## [EXERCISE INSTRUCTIONS]
Nothing but the lines from the one containing "assert!(!is_integer_attrib_type(GL_HALF_FLOAT));" through the end of the entries below should be set down, each exactly as written.

[Dataset entries]
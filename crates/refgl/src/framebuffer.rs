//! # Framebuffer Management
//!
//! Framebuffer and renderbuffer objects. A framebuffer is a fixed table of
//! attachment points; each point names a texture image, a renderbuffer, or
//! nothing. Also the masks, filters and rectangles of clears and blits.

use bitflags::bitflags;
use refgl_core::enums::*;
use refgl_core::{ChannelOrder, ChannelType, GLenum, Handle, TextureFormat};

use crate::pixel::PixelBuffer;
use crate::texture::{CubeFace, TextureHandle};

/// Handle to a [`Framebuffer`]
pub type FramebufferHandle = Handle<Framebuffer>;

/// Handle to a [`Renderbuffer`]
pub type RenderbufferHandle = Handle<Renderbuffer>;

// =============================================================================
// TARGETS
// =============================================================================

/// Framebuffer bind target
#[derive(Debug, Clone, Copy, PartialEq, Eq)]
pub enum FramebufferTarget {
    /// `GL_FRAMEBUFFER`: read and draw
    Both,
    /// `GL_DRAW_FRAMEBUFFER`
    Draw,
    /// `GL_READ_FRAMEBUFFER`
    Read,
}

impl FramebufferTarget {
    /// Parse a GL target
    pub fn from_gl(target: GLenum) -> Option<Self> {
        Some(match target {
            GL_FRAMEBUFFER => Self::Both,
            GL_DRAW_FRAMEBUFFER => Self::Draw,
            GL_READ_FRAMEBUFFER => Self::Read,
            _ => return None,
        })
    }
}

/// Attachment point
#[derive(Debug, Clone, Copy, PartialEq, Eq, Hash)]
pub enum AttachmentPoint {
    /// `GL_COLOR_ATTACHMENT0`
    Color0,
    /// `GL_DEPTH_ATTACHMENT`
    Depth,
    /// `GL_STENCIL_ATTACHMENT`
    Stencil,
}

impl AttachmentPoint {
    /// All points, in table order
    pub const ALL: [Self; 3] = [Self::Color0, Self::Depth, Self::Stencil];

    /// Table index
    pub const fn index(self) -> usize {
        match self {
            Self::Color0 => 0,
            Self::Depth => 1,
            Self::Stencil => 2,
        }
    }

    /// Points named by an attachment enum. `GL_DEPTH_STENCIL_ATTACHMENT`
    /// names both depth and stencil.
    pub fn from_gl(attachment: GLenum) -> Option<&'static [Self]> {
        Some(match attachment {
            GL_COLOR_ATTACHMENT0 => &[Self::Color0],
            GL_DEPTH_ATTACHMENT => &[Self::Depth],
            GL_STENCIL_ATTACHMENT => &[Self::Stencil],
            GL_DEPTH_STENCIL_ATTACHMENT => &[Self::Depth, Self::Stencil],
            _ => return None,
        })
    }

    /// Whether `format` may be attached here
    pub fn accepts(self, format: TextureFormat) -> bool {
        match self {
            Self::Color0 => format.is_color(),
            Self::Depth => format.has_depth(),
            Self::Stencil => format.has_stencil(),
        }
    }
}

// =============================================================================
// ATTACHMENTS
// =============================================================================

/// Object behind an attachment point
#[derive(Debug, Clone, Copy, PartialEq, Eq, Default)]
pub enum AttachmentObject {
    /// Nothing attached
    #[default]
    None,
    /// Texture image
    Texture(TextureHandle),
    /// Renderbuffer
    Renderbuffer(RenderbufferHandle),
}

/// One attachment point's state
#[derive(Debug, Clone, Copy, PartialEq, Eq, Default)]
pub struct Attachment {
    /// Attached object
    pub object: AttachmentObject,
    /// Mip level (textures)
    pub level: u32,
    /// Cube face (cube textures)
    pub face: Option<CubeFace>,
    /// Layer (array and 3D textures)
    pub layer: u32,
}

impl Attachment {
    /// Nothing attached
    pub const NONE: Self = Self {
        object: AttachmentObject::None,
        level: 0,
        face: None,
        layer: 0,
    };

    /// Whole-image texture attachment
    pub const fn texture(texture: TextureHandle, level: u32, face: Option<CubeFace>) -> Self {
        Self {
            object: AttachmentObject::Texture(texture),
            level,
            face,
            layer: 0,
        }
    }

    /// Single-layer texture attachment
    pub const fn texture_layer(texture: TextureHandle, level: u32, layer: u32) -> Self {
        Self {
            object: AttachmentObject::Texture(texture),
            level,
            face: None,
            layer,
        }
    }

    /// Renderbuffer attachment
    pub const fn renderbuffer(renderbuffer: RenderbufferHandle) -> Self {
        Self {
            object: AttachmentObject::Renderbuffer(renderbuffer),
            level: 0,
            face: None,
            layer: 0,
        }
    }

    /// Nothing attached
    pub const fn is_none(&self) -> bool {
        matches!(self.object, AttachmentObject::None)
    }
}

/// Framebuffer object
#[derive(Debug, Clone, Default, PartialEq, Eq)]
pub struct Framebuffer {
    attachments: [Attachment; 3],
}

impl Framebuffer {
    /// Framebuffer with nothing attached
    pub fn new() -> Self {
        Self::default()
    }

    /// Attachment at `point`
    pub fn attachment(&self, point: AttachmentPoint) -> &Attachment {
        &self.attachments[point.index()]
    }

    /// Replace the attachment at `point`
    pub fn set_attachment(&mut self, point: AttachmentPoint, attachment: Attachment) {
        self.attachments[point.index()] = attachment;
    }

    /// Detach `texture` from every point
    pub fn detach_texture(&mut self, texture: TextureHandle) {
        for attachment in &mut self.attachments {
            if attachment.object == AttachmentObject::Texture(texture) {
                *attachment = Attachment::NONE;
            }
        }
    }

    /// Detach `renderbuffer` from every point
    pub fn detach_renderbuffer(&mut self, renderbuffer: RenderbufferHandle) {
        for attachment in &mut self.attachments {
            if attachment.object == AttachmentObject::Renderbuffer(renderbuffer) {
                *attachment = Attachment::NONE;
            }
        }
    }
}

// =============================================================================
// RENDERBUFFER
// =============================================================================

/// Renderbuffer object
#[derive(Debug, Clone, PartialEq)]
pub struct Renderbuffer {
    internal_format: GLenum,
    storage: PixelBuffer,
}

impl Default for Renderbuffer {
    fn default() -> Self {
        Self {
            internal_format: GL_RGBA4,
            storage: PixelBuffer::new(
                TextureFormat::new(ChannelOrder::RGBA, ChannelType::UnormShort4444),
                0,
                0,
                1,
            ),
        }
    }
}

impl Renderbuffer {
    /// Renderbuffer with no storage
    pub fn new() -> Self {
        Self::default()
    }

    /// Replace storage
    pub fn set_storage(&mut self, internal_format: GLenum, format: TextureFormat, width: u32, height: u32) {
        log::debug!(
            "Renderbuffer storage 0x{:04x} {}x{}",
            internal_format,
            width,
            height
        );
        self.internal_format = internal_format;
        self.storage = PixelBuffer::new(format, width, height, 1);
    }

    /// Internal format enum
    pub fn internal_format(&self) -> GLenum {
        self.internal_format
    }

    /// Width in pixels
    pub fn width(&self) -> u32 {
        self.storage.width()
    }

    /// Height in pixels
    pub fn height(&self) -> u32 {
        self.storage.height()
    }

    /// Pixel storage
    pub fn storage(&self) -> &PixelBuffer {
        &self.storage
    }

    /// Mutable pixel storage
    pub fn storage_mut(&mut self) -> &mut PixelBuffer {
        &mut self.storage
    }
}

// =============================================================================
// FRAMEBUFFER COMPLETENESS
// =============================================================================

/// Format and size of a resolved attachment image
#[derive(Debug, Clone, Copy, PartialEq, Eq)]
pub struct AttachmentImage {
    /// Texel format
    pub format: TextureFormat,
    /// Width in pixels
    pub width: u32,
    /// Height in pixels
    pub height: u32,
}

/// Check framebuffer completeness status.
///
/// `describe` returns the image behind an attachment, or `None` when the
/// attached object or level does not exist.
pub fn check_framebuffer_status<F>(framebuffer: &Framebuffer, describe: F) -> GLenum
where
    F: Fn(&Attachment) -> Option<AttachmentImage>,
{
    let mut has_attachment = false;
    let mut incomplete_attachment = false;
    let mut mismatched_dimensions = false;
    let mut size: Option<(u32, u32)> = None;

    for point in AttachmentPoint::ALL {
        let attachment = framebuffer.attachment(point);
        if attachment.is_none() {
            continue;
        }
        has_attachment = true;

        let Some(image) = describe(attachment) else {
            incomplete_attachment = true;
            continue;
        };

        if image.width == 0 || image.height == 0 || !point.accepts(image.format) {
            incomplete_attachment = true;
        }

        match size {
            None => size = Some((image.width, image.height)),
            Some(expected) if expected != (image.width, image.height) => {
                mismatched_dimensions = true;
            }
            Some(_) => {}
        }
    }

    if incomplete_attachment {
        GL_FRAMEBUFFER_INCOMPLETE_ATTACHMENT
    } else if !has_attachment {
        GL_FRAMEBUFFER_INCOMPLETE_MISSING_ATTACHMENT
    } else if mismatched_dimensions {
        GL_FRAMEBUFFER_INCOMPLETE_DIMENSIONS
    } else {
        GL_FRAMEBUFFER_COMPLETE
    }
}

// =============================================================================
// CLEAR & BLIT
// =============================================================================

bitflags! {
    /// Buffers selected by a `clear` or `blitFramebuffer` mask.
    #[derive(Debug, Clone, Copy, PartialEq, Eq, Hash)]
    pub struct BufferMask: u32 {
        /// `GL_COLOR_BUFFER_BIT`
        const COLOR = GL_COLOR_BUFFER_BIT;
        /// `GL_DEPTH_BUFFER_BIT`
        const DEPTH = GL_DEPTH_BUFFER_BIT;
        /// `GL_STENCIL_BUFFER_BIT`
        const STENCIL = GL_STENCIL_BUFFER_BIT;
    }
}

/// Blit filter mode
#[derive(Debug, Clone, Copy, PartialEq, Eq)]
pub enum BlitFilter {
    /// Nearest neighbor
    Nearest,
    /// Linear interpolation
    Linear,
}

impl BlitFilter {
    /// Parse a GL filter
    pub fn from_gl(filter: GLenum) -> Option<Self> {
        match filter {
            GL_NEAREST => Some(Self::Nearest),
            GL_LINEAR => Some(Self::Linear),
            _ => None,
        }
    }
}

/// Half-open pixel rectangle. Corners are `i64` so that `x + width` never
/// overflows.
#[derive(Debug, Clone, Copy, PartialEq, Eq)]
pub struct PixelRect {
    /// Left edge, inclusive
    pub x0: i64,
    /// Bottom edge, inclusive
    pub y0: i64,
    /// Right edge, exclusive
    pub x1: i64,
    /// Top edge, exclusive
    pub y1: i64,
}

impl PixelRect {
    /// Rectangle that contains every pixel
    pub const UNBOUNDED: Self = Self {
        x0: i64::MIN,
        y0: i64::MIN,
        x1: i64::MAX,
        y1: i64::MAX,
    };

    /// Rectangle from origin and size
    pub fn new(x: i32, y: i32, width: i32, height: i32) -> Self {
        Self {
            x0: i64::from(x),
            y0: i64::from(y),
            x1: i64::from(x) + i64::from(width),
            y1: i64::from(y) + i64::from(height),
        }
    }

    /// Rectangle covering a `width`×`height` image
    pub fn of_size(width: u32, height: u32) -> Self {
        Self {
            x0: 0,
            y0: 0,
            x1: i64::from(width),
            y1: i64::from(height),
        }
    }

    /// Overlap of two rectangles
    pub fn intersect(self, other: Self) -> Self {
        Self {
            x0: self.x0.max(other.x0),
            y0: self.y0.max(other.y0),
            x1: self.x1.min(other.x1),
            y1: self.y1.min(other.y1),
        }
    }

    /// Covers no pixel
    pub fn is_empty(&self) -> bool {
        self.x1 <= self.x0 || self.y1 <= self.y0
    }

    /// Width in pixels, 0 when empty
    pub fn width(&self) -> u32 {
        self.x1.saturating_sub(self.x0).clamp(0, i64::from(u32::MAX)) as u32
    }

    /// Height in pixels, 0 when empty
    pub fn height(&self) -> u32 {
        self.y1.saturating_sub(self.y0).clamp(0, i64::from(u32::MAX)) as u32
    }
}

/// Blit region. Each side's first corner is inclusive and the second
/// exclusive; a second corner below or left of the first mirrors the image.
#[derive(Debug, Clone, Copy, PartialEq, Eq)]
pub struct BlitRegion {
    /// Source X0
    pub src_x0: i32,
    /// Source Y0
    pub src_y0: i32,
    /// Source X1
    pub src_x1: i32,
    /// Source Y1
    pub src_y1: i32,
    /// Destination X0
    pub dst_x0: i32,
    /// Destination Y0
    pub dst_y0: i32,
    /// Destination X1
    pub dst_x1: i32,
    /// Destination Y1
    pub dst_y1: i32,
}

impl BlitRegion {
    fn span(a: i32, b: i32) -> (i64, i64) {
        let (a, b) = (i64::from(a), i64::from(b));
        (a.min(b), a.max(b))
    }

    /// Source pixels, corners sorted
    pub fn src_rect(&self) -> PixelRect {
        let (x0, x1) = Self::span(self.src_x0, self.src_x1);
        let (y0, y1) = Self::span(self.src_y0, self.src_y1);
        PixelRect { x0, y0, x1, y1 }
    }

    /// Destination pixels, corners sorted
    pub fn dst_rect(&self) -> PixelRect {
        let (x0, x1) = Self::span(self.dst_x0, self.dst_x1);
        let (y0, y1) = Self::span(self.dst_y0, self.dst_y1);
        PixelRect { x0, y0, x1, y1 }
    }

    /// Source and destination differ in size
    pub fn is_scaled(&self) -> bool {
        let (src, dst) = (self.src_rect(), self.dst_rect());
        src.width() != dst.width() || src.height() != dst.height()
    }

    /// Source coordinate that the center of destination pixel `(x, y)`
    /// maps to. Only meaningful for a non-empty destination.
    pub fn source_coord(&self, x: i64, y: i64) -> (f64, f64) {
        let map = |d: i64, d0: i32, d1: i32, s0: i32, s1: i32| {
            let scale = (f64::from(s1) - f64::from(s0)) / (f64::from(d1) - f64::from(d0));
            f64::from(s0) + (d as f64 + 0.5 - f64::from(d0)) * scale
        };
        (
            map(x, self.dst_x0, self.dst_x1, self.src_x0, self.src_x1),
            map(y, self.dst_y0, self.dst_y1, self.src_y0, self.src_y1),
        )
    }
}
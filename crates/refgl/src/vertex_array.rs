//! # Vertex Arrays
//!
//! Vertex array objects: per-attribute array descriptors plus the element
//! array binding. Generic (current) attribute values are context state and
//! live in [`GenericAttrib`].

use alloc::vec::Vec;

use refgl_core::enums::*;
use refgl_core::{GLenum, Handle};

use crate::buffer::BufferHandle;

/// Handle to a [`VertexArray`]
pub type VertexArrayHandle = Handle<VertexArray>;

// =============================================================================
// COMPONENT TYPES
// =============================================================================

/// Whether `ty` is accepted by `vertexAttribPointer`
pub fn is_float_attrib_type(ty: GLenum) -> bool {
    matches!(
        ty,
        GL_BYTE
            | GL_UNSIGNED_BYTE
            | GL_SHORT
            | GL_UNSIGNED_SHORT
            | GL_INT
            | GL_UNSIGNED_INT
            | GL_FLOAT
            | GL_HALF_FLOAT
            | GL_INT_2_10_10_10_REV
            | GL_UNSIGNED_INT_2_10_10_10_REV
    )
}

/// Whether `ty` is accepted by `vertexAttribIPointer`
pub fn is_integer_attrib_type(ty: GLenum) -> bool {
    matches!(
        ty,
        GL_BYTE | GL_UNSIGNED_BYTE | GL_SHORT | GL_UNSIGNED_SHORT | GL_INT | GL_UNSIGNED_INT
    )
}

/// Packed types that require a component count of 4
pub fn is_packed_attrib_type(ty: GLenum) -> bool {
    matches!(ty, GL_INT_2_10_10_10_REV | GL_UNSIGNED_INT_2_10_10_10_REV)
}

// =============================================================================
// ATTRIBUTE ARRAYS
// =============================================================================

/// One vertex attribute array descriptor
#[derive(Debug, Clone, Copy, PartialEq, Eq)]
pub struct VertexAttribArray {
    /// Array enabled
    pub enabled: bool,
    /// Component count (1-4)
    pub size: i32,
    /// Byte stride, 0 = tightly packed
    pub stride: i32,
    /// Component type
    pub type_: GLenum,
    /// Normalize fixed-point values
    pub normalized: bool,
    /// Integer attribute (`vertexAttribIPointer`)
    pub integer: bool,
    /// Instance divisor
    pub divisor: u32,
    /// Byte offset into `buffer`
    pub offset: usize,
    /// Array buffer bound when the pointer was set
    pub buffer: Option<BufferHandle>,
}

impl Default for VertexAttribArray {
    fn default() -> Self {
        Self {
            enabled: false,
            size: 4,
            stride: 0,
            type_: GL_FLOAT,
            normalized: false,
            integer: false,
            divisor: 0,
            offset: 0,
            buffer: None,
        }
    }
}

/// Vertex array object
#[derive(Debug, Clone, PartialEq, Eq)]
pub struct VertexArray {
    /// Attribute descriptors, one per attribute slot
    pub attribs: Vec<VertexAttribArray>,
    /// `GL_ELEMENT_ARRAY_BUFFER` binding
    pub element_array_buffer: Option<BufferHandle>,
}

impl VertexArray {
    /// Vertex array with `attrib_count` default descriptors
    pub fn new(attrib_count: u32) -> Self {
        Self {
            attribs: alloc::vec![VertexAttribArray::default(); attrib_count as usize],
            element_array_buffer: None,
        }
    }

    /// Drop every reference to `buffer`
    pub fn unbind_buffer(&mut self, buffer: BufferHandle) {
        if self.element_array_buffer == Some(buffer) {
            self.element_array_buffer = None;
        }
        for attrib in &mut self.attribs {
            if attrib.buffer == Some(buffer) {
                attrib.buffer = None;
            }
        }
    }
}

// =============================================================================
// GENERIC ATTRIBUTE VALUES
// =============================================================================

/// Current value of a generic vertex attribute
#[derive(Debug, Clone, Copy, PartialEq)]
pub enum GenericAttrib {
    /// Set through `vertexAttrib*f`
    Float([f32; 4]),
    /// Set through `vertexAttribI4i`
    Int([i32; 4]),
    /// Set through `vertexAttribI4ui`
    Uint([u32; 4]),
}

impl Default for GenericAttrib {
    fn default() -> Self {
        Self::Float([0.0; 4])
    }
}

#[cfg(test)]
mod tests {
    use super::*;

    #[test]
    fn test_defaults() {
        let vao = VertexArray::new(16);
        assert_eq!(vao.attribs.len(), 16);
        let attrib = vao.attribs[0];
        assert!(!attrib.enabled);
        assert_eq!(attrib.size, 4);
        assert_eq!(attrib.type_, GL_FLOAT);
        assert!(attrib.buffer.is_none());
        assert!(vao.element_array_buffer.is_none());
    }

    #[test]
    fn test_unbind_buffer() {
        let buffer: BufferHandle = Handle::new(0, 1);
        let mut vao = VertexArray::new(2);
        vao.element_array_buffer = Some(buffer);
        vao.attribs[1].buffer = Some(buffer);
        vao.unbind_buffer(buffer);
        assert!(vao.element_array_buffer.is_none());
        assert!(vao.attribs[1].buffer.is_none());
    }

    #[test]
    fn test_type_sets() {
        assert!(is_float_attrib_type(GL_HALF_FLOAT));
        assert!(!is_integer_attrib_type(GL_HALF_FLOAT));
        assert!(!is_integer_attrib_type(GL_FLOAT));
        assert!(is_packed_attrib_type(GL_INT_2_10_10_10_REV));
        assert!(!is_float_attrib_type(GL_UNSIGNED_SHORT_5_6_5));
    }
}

## [RESPONSE]
        assert!(!is_integer_attrib_type(GL_HALF_FLOAT));
        assert!(!is_integer_attrib_type(GL_FLOAT));
        assert!(is_packed_attrib_type(GL_INT_2_10_10_10_REV));
        assert!(!is_float_attrib_type(GL_UNSIGNED_SHORT_5_6_5));
    }
}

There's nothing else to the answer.